Because the gut-brain axis is a two-way channel, it provides a pathway for the gut and its operations to influence the brain and its activities and for brain states to influence the gut. Just as disturbances of the gut microbiome can undermine mental health, and disturbances in thinking can throw gut operations into disarray, so can the influence be positive. Growing understanding of the gut-brain axis not only puts a new emphasis on the role of diet and the composition of the microbiome in health and disease but is expected to provide new ways of intervening in disorders of both mental function and gut function.
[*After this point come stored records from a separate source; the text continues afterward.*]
//! # Shared Crypto - Message Signing Primitives
//!
//! ## Components
//!
//! | Module | Algorithm | Use Case |
//! |--------|-----------|----------|
//! | `mac` | HMAC-SHA256 | Pre-shared key signatures between known peers |
//! | `signatures` | Ed25519 | Public-key signatures on messages |
//! | `hashing` | SHA-256 | Key fingerprints |
//!
//! ## Security Properties
//!
//! - **HMAC-SHA256**: constant-time verification
//! - **Ed25519**: deterministic nonces, no RNG dependency when signing
//! - Secret key material is zeroized on drop

#![warn(missing_docs)]
#![warn(clippy::all)]

pub mod errors;
pub mod hashing;
pub mod mac;
pub mod signatures;

// Re-exports
pub use errors::CryptoError;
pub use hashing::{key_fingerprint, sha256};
pub use mac::{HmacKey, HmacTag};
pub use signatures::{Ed25519KeyPair, Ed25519PublicKey, Ed25519Signature};

/// Crate version
pub const VERSION: &str = env!("CARGO_PKG_VERSION");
Stress and the gut are intimately connected, and the gut microbiome is a major influence on adaptation to stress. Stress negatively affects the diversity and complexity of the microbiome. But in a cruel twist of fate, the very reactivity to stress is affected by the composition of the microbiome. The relationship between stress and the gut takes on special importance as stress susceptibility plays an outsize role in common psychiatric conditions such as anxiety, depression, and PTSD . And it is thought to influence the waxing and waning of symptoms in many other conditions, including bipolar disorder and schizophrenia.
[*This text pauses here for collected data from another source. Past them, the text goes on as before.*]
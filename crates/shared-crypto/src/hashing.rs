//! # SHA-256 Hashing
//!
//! Used to derive short, stable key identifiers from key material.

use sha2::{Digest, Sha256};

/// SHA-256 hash output (256-bit).
pub type Hash = [u8; 32];

/// Hash data with SHA-256 (one-shot).
pub fn sha256(data: &[u8]) -> Hash {
    let digest = Sha256::digest(data);
    let mut hash = [0u8; 32];
    hash.copy_from_slice(&digest);
    hash
}

/// Short hex fingerprint (first 8 bytes of SHA-256) naming a key.
pub fn key_fingerprint(key_material: &[u8]) -> String {
    hex::encode(&sha256(key_material)[..8])
}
At the simplest level, stress can promote consumption of highly palatable comfort foods, loaded with simple carbohydrates, and directly influence which gut bacteria thrive. In addition, stress can reshape the composition of the gut bacteria through the actions of the hormone cortisol, released by the brain's hypothalamic-pituitary-adrenal axis in response to the perception of threat to prepare the body to meet a challenge or flee from it. An array of changes occurs quickly, including alteration in the diversity and function of the gut bacteria. Studies show, for example, that gut bacteria have the ability to sense cortisol in their environment and change their gene expression in response to it.

Researchers have found that specific strains of gut bacteria influence fear learning and extinction, processes at the heart of anxiety conditions such as PTSD. In studies of one strain of beneficial gut bug, Bifidobacterium longum 1714 , fed to healthy men for a month, the subjects displayed reduced levels of stress measured psychologically and physiologically after being subjected to a challenge; researchers recorded a blunted hormonal response to stress.

Diet and the Gut-Brain Axis

What you eat is a primary determinant of which bacteria get to thrive in your gut and, as a result, of how the gut-brain axis functions. Eating a largely plant-based diet, for example, supplies an abundance of digestion-resistant fiber, which in fact supports the growth of the very bacteria that are capable of breaking it down in the colon and releasing substances important to mental health, such as short-chain fatty acids.

Manipulation of the microbiome by diet and by diet supplementation is emerging as a promising pathway for the treatment of many disorders, including mood and other psychiatric disorders. It’s not clear yet what a stress-proof or depression-proof or anxiety-proof microbiome looks like, but the day may not be far off when mental distress is cured in the kitchen.